Re-Marquer le territoire fait partie d'un vaste projet regroupant plusieurs galeries et organismes artistiques de Brooklyn et de Montréal, et marque le retour, après plus d’une décennie, d'échanges réels d'oeuvres d'art entre les deux villes. L’absence d’échange officiel entre ces métropoles si riches culturellement et si proches géographiquement a jusqu'ici été comblé par le fait qu'un flux constant d'octets intangibles circule entre les deux villes, diminuant le besoin d'un véritable échange matériel durant ces dix dernières années.
Depuis des siècles, les échanges stimulent l'exploration et vice-versa. Lorsque les Amériques furent «découvertes» par les Européens, ceux-ci tentaient d'atteindre l'Asie, où ils devaient trouver des richesses sous forme de soie et d'épices. Grâce à ce détour, ces voyageurs rentrèrent non seulement avec la connaissance d'un nouveau continent, ils rapportèrent aussi moult trésors exotiques : des ananas, du tabac et, plus tard, des tomates. Bientôt, ces plantes étranges étaient cultivées en Europe et leurs racines s'étendaient un peu partout sur le vieux continent, tandis que leur seule présence alimentait les rêves et les mythes du nouveau monde.

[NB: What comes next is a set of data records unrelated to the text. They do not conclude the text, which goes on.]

//! Search and lookup operations
//!
//! Every operation here shares one discipline: attach the token, run exactly
//! one remote call, verify the envelope, map the payload. No retries, no
//! batching, no re-sorting — result order is as received.

use std::path::Path;

use tracing::debug;

use crate::error::{Error, Result};
use crate::fingerprint::{self, MovieHasher};
use crate::mapper;
use crate::response;
use crate::transport::Transport;
use crate::types::{Language, Movie, MovieInfo, SearchCriteria, Subtitle};

use super::Session;

/// Fallback locale for the supported-language enumeration
const DEFAULT_LANGUAGE: &str = "en";

impl<T: Transport> Session<T> {
    /// Search subtitles by the fingerprint of a local video file
    ///
    /// Computes the fingerprint through the external `hasher` collaborator
    /// and the byte size from file metadata, then runs a fingerprint-mode
    /// search.
    ///
    /// # Errors
    ///
    /// Returns an error if:
    /// - `path` is empty (`Argument`)
    /// - `path` does not resolve to an existing file (`FileNotFound`)
    /// - the session holds no token (`NotAuthenticated`)
    /// - the remote call, verification, or mapping fails
    pub async fn search_by_file(
        &mut self,
        languages: &[&str],
        path: impl AsRef<Path>,
        hasher: &dyn MovieHasher,
    ) -> Result<Vec<Subtitle>> {
        let path = path.as_ref();
        if path.as_os_str().is_empty() {
            return Err(Error::Argument("file path must not be empty".to_string()));
        }

        let metadata = match tokio::fs::metadata(path).await {
            Ok(metadata) => metadata,
            Err(e) if e.kind() == std::io::ErrorKind::NotFound => {
                return Err(Error::FileNotFound(path.to_path_buf()));
            }
            Err(e) => return Err(Error::Io(e)),
        };
        if !metadata.is_file() {
            return Err(Error::FileNotFound(path.to_path_buf()));
        }

        let hash = fingerprint::to_hex(hasher.fingerprint(path)?);
        debug!(?path, hash = %hash, size = metadata.len(), "fingerprinted file for search");

        self.run_search(SearchCriteria::for_fingerprint(languages, &hash, metadata.len()))
            .await
    }

    /// Search subtitles by an external (IMDb) movie identifier
    ///
    /// # Errors
    ///
    /// `Argument` when `imdb_id` is empty; otherwise as
    /// [`search_by_file`](Session::search_by_file).
    pub async fn search_by_imdb_id(
        &mut self,
        languages: &[&str],
        imdb_id: &str,
    ) -> Result<Vec<Subtitle>> {
        if imdb_id.is_empty() {
            return Err(Error::Argument("imdb id must not be empty".to_string()));
        }
        self.run_search(SearchCriteria::for_imdb_id(languages, imdb_id))
            .await
    }

    /// Search subtitles by a free-text query
    ///
    /// # Errors
    ///
    /// `Argument` when `query` is empty; otherwise as
    /// [`search_by_file`](Session::search_by_file).
    pub async fn search_by_query(
        &mut self,
        languages: &[&str],
        query: &str,
    ) -> Result<Vec<Subtitle>> {
        if query.is_empty() {
            return Err(Error::Argument("query must not be empty".to_string()));
        }
        self.run_search(SearchCriteria::for_query(languages, query))
            .await
    }

    /// Shared execution path: one criteria, one remote call, verify, map
    async fn run_search(&mut self, criteria: SearchCriteria) -> Result<Vec<Subtitle>> {
        let token = self.require_token()?;
        let raw = self
            .transport()
            .search_subtitles(token, std::slice::from_ref(&criteria))
            .await?;
        let envelope = response::verify(raw)?;
        let results = mapper::subtitles(envelope.payload.get("data"))?;
        debug!(count = results.len(), "subtitle search completed");
        Ok(results)
    }

    /// Exact lookup of a subtitle content hash
    ///
    /// Returns the internal subtitle identifier, or 0 when the hash is
    /// unknown to the service.
    ///
    /// # Errors
    ///
    /// `Argument` when `hash` is empty; `NotAuthenticated` without a token;
    /// plus transport, verification, and mapping failures.
    pub async fn check_subtitle_hash(&mut self, hash: &str) -> Result<u64> {
        if hash.is_empty() {
            return Err(Error::Argument("subtitle hash must not be empty".to_string()));
        }
        let token = self.require_token()?;
        let hashes = [hash.to_string()];
        let raw = self
            .transport()
            .check_subtitle_hashes(token, &hashes)
            .await?;
        let envelope = response::verify(raw)?;
        Ok(mapper::subtitle_hash_match(
            envelope.payload.get("data"),
            hash,
        )?)
    }

    /// Movie-metadata lookup by file fingerprint
    ///
    /// Returns the movies the service associates with the fingerprint,
    /// possibly none.
    ///
    /// # Errors
    ///
    /// `Argument` when `fingerprint` is empty; `NotAuthenticated` without a
    /// token; plus transport, verification, and mapping failures.
    pub async fn movies_by_fingerprint(&mut self, fingerprint: &str) -> Result<Vec<MovieInfo>> {
        if fingerprint.is_empty() {
            return Err(Error::Argument("fingerprint must not be empty".to_string()));
        }
        let token = self.require_token()?;
        let fingerprints = [fingerprint.to_string()];
        let raw = self
            .transport()
            .check_movie_hashes(token, &fingerprints)
            .await?;
        let envelope = response::verify(raw)?;
        Ok(mapper::movie_infos(envelope.payload.get("data"))?)
    }

    /// Enumerate the subtitle languages the service supports
    ///
    /// Language names are localized to `language`; `None` falls back to
    /// `"en"`.
    ///
    /// # Errors
    ///
    /// `NotAuthenticated` without a token; plus transport, verification, and
    /// mapping failures.
    pub async fn list_languages(&mut self, language: Option<&str>) -> Result<Vec<Language>> {
        self.require_token()?;
        let raw = self
            .transport()
            .get_sub_languages(language.unwrap_or(DEFAULT_LANGUAGE))
            .await?;
        let envelope = response::verify(raw)?;
        Ok(mapper::languages(envelope.payload.get("data"))?)
    }

    /// Free-text search against the external movie catalog
    ///
    /// The service signals "no match" with a single entry carrying an empty
    /// id; that sentinel is normalized to an empty list.
    ///
    /// # Errors
    ///
    /// `Argument` when `query` is empty; `NotAuthenticated` without a token;
    /// plus transport, verification, and mapping failures.
    pub async fn search_movies(&mut self, query: &str) -> Result<Vec<Movie>> {
        if query.is_empty() {
            return Err(Error::Argument("query must not be empty".to_string()));
        }
        let token = self.require_token()?;
        let raw = self.transport().search_movies_on_imdb(token, query).await?;
        let envelope = response::verify(raw)?;
        Ok(mapper::movies(envelope.payload.get("data"))?)
    }
}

Lorsqu'elle souligne un bout de texte sur un mur, Michelle Lacombe laisse une preuve physique de son passage. Elle sort le regardeur de son rôle passif, et la possibilité d'un dialogue entre auteur et lecteur devient possible. De manière similaire, les cartes de mondes idéaux par Patricia Smith rendent visible l'intangible, permettent un voyage à partir de ce qui est intérieur vers l'univers externe, physique.
La fibre luxueuse des matériaux utilisés par Jérôme Havre sont le reflet de la colonisation et de sa sombre exploitation. Son travail incarne également les problèmes de surconsommation, du désir incontrôlé et avide pour des biens luxueux étrangers qui sans cesse nous dévore. Emily Roz traite elle aussi d'échange et de déséquilibre : ses peintures d'animaux provoquent une identification anthropomorphique, démontrant qu'il n'existe pas de frontière réelle entre l'humain et le reste du monde naturel.
Le déplacement physique d'objets et de personnes d'un territoire à un autre apporte une profondeur et la possibilité d'exploration qu'un échange purement numérique ou intellectuel ne peut approcher. Ces déplacements peuvent comporter le risque d'une invasion territoriale ou végétale (qu'adviendrait-il si une quelconque curiosité devait prendre racine et se multiplier de manière incontrôlable?). Ces risques sont parmi les prix à payer lorsqu’on se lance dans l'une des plus vieilles pratiques de l'histoire humaine : l'échange.
Traduit de l’anglais par Simon Benedict
Jasia Stuart "Si et quand je me considère comme une artiste, c'est avec l'espoir que cette « marque de commerce» implique d’être un agent libre, un filou à la poursuite incessante de bizarrerie. Je fais ce que je fais, ce qui est souvent, mais pas toujours, dessiner, découper, peindre, cuisiner, collaborer, recueillir, penser, lire, écrire et me laver les cheveux, mais pas nécessairement dans cet ordre. Je le fais de ma maison, de la rue, du métro et d’un studio rempli de musiciens, en général à Montréal, la plupart du temps. "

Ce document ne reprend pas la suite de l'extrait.